Dr. McKee’s research interests center on the neuropathological alterations of neurodegenerative diseases, with a primary focus on the role of tau protein, axonal injury, trauma, vascular injury, and neurodegeneration. Much of her current work centers on the long-term consequences of repetitive head injury from contact sports and military service. As a board-certified neurologist and neuropathologist, she is particularly interested in the clinical, behavioral and psychological manifestations of pathological disease and the neuroanatomical localization of clinical symptoms. She has written widely on many neurodegenerative diseases including Alzheimer’s disease, Lewy Body disease, Parkinson’s Disease, Progressive Supranuclear Palsy, Multiple System Atrophy, Frontotemporal Degeneration, Corticobasal Degeneration and Chronic Traumatic Encephalopathy (CTE). She has been an invited participant in several NIH-sponsored workshops on Progressive Supranuclear Palsy, Vascular Dementia and Traumatic Brain Injury. Dr. McKee has unparalleled experience in the neuropathology of Chronic Traumatic Encephalopathy and recently won the Moore Award Honorable Mention for her paper entitled “Chronic Traumatic Encephalopathy of Football Players” at the annual meeting of the American Association of Neuropathologists. Her work has been essential in establishing the neuropathological diagnostic criteria for CTE and for microvascular CNS injury. She is also keenly interested in the neuropathology of normal aging and disorders of the spinal cord.

 

Allison Hayes

Allison obtained her Bachelor of Science (Hons) from New South Wales University in Sydney Australia in 1988, with major in Biochemistry & Neurophysiology. Allison then followed a path of clinical training in Orientation and Mobility, specialising in the development of programs for people with vision loss from Acquired Brain Injury.

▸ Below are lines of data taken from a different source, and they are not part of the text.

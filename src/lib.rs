// Core module with mesh arrays, vertex layouts and uniforms
pub mod core;

// Player module with the orbit camera, input and movement
pub mod player;

// Render module with asset loading and GPU uploads
pub mod render;

// Scene module with entities, lights, particles and the skybox clock
pub mod scene;

// World module with the heightmap sampler and terrain
pub mod world;

pub mod constants;

// Re-exports
pub use constants::*;
pub use crate::core::{MeshData, MeshInstance, ParticleInstance, Uniforms, Vertex};
pub use player::{Camera, InputState, Mover};
pub use render::{GpuMesh, load_obj};
pub use scene::{Entity, Light, ParticleRegistry, ParticleSystem, ParticleTexture, SkyCycle};
pub use world::{Heightmap, Terrain};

Over a 15 year period Allison gained clinical rehabilitation experience working as a Senior Orientation & Mobility Instructor for the Guide Dogs Association in South Australia. Allison has also had several years experience in management of community support programs for people with moderate to severe brain injury.

Allison has maintained her connection with Low Vision services that relate to neurological vision loss and in 2005 she was a co-founder of the Australian Company Neuro Vision Technology (NVT) Pty Ltd. Allison’s main role within NVT Systems is the development of rehabilitation products and educational programs for staff working in the area of Low Vision and brain injury rehabilitation.